CN1166852C, 2004-09-15. The technical solutions include: Technology of cutting rock and lining segments, in which: It also includes the technology of segment water stopping, backfilling bean stone and pouring cement slurry; The segment water-stopping process consists of the following steps: butt-joint precast reinforced concrete segments according to the design requirements; Placing the filling strip on the butt joint at the bottom of the filling groove formed between the segments, Embedding plastic water-stop material into the filling tank until it is filled; Wedge an iron wedge from the top of the filling tank to compress the plastic water-stop material; Backfilling the butt joint gap of the segment surface with high- strength cement mortar, and configuring several lead wires; When the pea stone is backfilled and cement slurry is poured between the surrounding rock and the segments, part of the cement slurry is injected into the butt joint between the two segments; The process of 1 backfilling beanstalk and pouring cement slurry consists of the following steps: Segmenting LU502525 the periphery of the installed segment by 12-20m, and circumferentially arranging rubber hoses at the periphery of the segmented segment; Fill the rubber hose with gas with a pressure of 0.2MPa, so that the rubber hose expands and presses on the rock wall and the segment;

Backfilling the periphery of the segmented segments with pea stones; Grouting; After the cement slurry is solidified, finally deflate the rubber hose and pour the cement slurry, thereby achieving the purposes of segment water stopping and bean stone backfilling in sections.
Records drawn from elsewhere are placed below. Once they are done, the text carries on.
use super::*;
use crate::config::{
    ApiConfig, IdentityConfig, LoggingConfig, RefreshConfig, SeedConfig, SyncConfig,
    SyncModeSetting,
};
use http_body_util::BodyExt;
use hyper::client::conn::http1 as client_http1;
use hyper::server::conn::http1 as server_http1;
use snodesync_core::config::SyncMode;
use std::time::Duration;
use tempfile::tempdir;
use tokio::io::duplex;

mod config_validation_tests;

const ACCOUNT: &str = "051111111111111111111111111111111111111111111111111111111111111111";

#[tokio::test]
async fn config_round_trip() {
    let dir = tempdir().unwrap();
    let path = dir.path().join("conf.toml");
    let cfg = format!(
        r#"
data_dir = "{dir}"

[identity]
account_key = "{account}"

[seed]
url = "https://seed.test"
port = 4433
limit = 12

[sync]
mode = "shared_config"
registration_done = true

[logging]
level = "info"
"#,
        dir = dir.path().display(),
        account = ACCOUNT
    );
    std::fs::write(&path, cfg).unwrap();
    let loaded = config::load_config(&path).unwrap();
    loaded.validate().unwrap();
    assert_eq!(loaded.identity.account_key, ACCOUNT);
    assert_eq!(loaded.refresh.interval_secs, 60);
    assert_eq!(loaded.api.bind_addr, "127.0.0.1:9180");

    let core_cfg = loaded.core_config();
    assert_eq!(core_cfg.seed_node_url, "https://seed.test");
    assert_eq!(core_cfg.seed_node_port, 4433);
    assert_eq!(core_cfg.seed_node_limit, 12);
    assert_eq!(core_cfg.minimum_swarm_nodes, 1);
    assert_eq!(core_cfg.sync_mode, SyncMode::SharedConfig);
    assert!(core_cfg.registration_done);
}

#[tokio::test]
async fn missing_file_and_bad_toml_are_reported() {
    let dir = tempdir().unwrap();
    let missing = config::load_config(&dir.path().join("absent.toml"));
    assert!(matches!(missing, Err(config::ConfigError::Io)));
    let path = dir.path().join("broken.toml");
    std::fs::write(&path, "data_dir = [").unwrap();
    assert!(matches!(
        config::load_config(&path),
        Err(config::ConfigError::Parse)
    ));
}

#[tokio::test]
async fn daemon_starts_and_stops() {
    let cfg = test_config();
    let state = build_state(&cfg).await;
    let (tx, rx) = oneshot::channel();
    let (addr, handle) = start_control_server(state.clone(), &cfg.api.bind_addr, rx)
        .await
        .unwrap();
    assert!(addr.port() > 0);
    let _ = tx.send(());
    let _ = tokio::time::timeout(Duration::from_secs(2), handle).await;
}

#[tokio::test]
async fn control_endpoints() {
    let cfg = test_config();
    let state = build_state(&cfg).await;

    let health = send_in_memory_request(state.clone(), build_request("/health")).await;
    assert_eq!(health.status(), StatusCode::OK);

    let status = send_in_memory_request(state.clone(), build_request("/status")).await;
    assert_eq!(status.status(), StatusCode::OK);
    let body = status.into_body().collect().await.unwrap().to_bytes();
    let json: serde_json::Value = serde_json::from_slice(&body).unwrap();
    assert_eq!(json["account"], ACCOUNT);
    assert_eq!(json["pool_size"], 0);
    assert_eq!(json["polled"], serde_json::json!([ACCOUNT]));
    assert_eq!(json["push_pending"], false);

    let missing = send_in_memory_request(state, build_request("/nope")).await;
    assert_eq!(missing.status(), StatusCode::NOT_FOUND);
}

pub(super) fn test_config() -> DaemonConfig {
    #[allow(deprecated)]
    DaemonConfig {
        data_dir: tempdir().unwrap().into_path(),
        identity: IdentityConfig {
            account_key: ACCOUNT.to_string(),
        },
        seed: SeedConfig {
            url: "https://seed.test".to_string(),
            port: 4433,
            limit: 20,
            minimum_swarm_nodes: 1,
        },
        sync: SyncConfig {
            mode: SyncModeSetting::Both,
            registration_done: false,
        },
        refresh: RefreshConfig { interval_secs: 60 },
        api: ApiConfig {
            bind_addr: "127.0.0.1:0".to_string(),
        },
        logging: LoggingConfig {
            level: "error".to_string(),
        },
    }
}

pub(super) async fn build_state(cfg: &DaemonConfig) -> DaemonState {
    init_logging(cfg);
    let core = init_core(cfg).await.unwrap();
    DaemonState { core }
}

fn build_request(path: &str) -> Request<Full<Bytes>> {
    Request::builder()
        .method("GET")
        .uri(path)
        .header("host", "localhost")
        .body(Full::from(Bytes::new()))
        .unwrap()
}

async fn send_in_memory_request(state: DaemonState, req: Request<Full<Bytes>>) -> Response<Incoming> {
    let (client, server) = duplex(4096);
    let service = service_fn(move |incoming: Request<Incoming>| {
        let inner = state.clone();
        async move { handle_request(inner, incoming).await }
    });
    let server_task = tokio::spawn(async move {
        let io = TokioIo::new(server);
        let _ = server_http1::Builder::new().serve_connection(io, service).await;
    });
    let io = TokioIo::new(client);
    let (mut sender, connection) = client_http1::handshake(io).await.unwrap();
    tokio::spawn(async move {
        let _ = connection.await;
    });
    let response = sender.send_request(req).await.unwrap();
    drop(sender);
    let _ = server_task.await;
    response
}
In this technology, the inflatable slurry-stopping pipe is used to segment the periphery of the segment. It can be found that the whole formed by the inflatable ring and the segment cannot balance the axial thrust generated during TBM cutting to a certain extent because of the low air pressure intensity in the inflatable pipe, and can't achieve the functions of fixing the segment and keeping it upright. At the same time, it is precisely because of the insufficient air pressure strength of the inflatable grout stop pipe that the gravity of the segment itself is large, and all the gravity of the segment itself will be transferred to the inflatable grout stop pipe at the bottom. Although the inflatable grout stop pipe can meet certain requirements in compressive strength and ensure the tightness, it is bound to be compressed, and the center of the segment is not concentric with the center of the cross section. In the section with large axial thrust, it is likely to form an extremely close area, resulting in a decrease in the backfill amount of pea gravel and an increase in the grouting amount. In addition, where the TBM trajectory design needs to turn, a component of the axial thrust of TBM will squeeze the inflatable slurry-stopping pipe on the side wall of the turn, causing the inflatable slurry- stopping pipe to compress, As the inflatable grout-stopping pipe is inflated and sealed after being placed, the inflatable pipe on one side of the side wall is compressed and the segment is displaced to a certain extent, and the inflatable pipe on the other side wall changes from the state of being close to the rock wall to a certain gap with the rock wall, which leads to grout leakage during grouting in this interval and increases the grouting amount of cement slurry. In addition, the installation spacing of the inflatable slurry stop pipe is too large, so it can't meet the requirement of resisting axial thrust. Therefore, the disadvantages of this technology are: (1) The strength of air pressure can't meet the requirement of straightening, and it can still form the extreme zone in the construction process, resulting in the increase of grouting quantity. (2) After backfilling the beanstalk, it is necessary to deflate the inflatable slurry- stopping pipe, and then backfill to increase the construction steps.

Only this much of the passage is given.